In all, iHate was somewhere safely between stupid Hoooney and nice Antonio. That means I still win and now Rox, Pen and I are all square. That concludes this round of meeting random people! Did I mention I win?
3. Saw Antonio again. He took me to a sushi place by my job, but uh, remember my no appetite? I pretty much ate like 3 spoonfuls of rice. I felt bad, because it was really good, but I can't help it! He said next time he's going to feed me ice cream for lunch.
We talked a lot and about pretty much everything. I think the question came up of what I would write about him and the entire experience and I said, "uh, nothing." I have since amended that. I will say, "It was nice."
You guys know I don't like people very often. And even if I can stand them, I don't generally truly like many people. Antonio is a nice kid. We should be friends. I think we will be.

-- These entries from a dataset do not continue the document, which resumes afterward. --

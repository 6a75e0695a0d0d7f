mod actor;

pub use actor::Actor;

use aide::OperationIo;
use axum::{
	body::Body,
	extract::{FromRequest, FromRequestParts, Request},
	http::{request, Response, StatusCode},
	response::IntoResponse,
};
use serde::de;

use crate::error::AppError;

/// Extractor that deserializes a JSON body and validates it.
///
/// T must implement [`serde::de::DeserializeOwned`] and [`validator::Validate`]
/// in order to be used in an extractor.
///
/// ```rust,ignore
/// async fn route(Json(input): Json<CreatePostInput>) {
///   // ...
/// }
/// ```
#[derive(OperationIo)]
#[aide(
	input_with = "axum::Json<T>",
	output_with = "axum::Json<T>",
	json_schema
)]
pub struct Json<T>(pub T);

impl<T> IntoResponse for Json<T>
where
	T: serde::Serialize,
{
	fn into_response(self) -> Response<Body> {
		axum::Json(self.0).into_response()
	}
}

#[axum::async_trait]
impl<T, S> FromRequest<S> for Json<T>
where
	T: de::DeserializeOwned + validator::Validate,
	S: Send + Sync,
{
	type Rejection = AppError;

	async fn from_request(req: Request, state: &S) -> Result<Self, Self::Rejection> {
		let result = axum::Json::<T>::from_request(req, state).await?.0;

		result.validate().map_err(Self::Rejection::Validation)?;
		Ok(Self(result))
	}
}

/// Same as [`Json<T>`] as a response, but with a `201 Created` status.
#[derive(OperationIo)]
#[aide(output_with = "axum::Json<T>", json_schema)]
pub struct Created<T>(pub T);

impl<T> IntoResponse for Created<T>
where
	T: serde::Serialize,
{
	fn into_response(self) -> Response<Body> {
		(StatusCode::CREATED, axum::Json(self.0)).into_response()
	}
}

/// An empty `204 No Content` response.
pub struct NoContent;

impl IntoResponse for NoContent {
	fn into_response(self) -> Response<Body> {
		StatusCode::NO_CONTENT.into_response()
	}
}

impl aide::OperationOutput for NoContent {
	type Inner = ();
}

/// Extractor that deserializes a query string and validates it.
///
/// This is similar to [`Json<T>`], but does not consume the body.
#[derive(OperationIo)]
#[aide(
	input_with = "axum::extract::Query<T>",
	output_with = "axum::Json<T>",
	json_schema
)]
pub struct Query<T>(pub T);

#[axum::async_trait]
impl<T, S> FromRequestParts<S> for Query<T>
where
	T: de::DeserializeOwned + validator::Validate,
	S: Send + Sync,
{
	type Rejection = AppError;

	async fn from_request_parts(
		parts: &mut request::Parts,
		state: &S,
	) -> Result<Self, Self::Rejection> {
		let result = axum::extract::Query::<T>::from_request_parts(parts, state)
			.await?
			.0;

		result.validate().map_err(Self::Rejection::Validation)?;
		Ok(Self(result))
	}
}

/// Extractor that deserializes path parameters and validates them.
#[derive(OperationIo)]
#[aide(
	input_with = "axum::extract::Path<T>",
	output_with = "axum::Json<T>",
	json_schema
)]
pub struct Path<T>(pub T);

#[axum::async_trait]
impl<T, S> FromRequestParts<S> for Path<T>
where
	T: de::DeserializeOwned + validator::Validate + Send,
	S: Send + Sync,
{
	type Rejection = AppError;

	async fn from_request_parts(
		parts: &mut request::Parts,
		state: &S,
	) -> Result<Self, Self::Rejection> {
		let result = axum::extract::Path::<T>::from_request_parts(parts, state)
			.await?
			.0;

		result.validate().map_err(Self::Rejection::Validation)?;
		Ok(Self(result))
	}
}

4. Saw Relient K in concert. Tuesday night, I went with Vyelit to watch Relient K play an acoustic set. This band was really, really big with me in my middle school/early high school years. They re-emerged with last year's "Forget and Not Slow Down," which I dismissed at first listen. It grew on me and was generally the soundtrack for Gville 1.0. Waiting in the cold for an hour outside the venue was worth it.
No one let me near boys with instruments. I was swooning the entire time. It was a very small venue and a small crowd, so when I yelled, "I LIKE YOUR FACE" the guy playing the xylophone totally looked at me funny. Whatever. Matt Thiessen is the cutest ugly boy I've ever seen. Seriously. He can sing to me any day.
And they played Savannah, which is one of my favorite sunny day, windows down, drive and sing-along songs.
Dude, all this on a school night! I KNOW.
5. Signed up for school. For realsies this time. Honest. Like I'm registered, transferred, re-majored and have classes all set to go for January. Here we go...!
6. Shopped. Okay, maybe that's not so shocking but again, I'm used to spending all my weekdays loafing! When I complained to Rox about the cold kicking my butt, we both decided that shopping for winter-y items was a must. And so we set off, loaded up on (more) Starbucks and did our best to spend our money. We were only slightly successful, but any time with my beef is amazing.
We giggled a lot.
Roxanne: I almost blogged yesterday!
Lorraine: WHAT?! Like you thought about blogging?
Rox: No, I opened a new post and everything. And I gave it a title!! That's it though. I don't even know if it saved.
Lor: Uh. Yeah, no that's okay. YAY YOU.
Rox: I want people to know I'm real.
Lor: THANK YOU. It's so frustrating. I know you're real.
Rox: It' just... I get so distracted. I think I want to blog and then... Oh hi Kitty.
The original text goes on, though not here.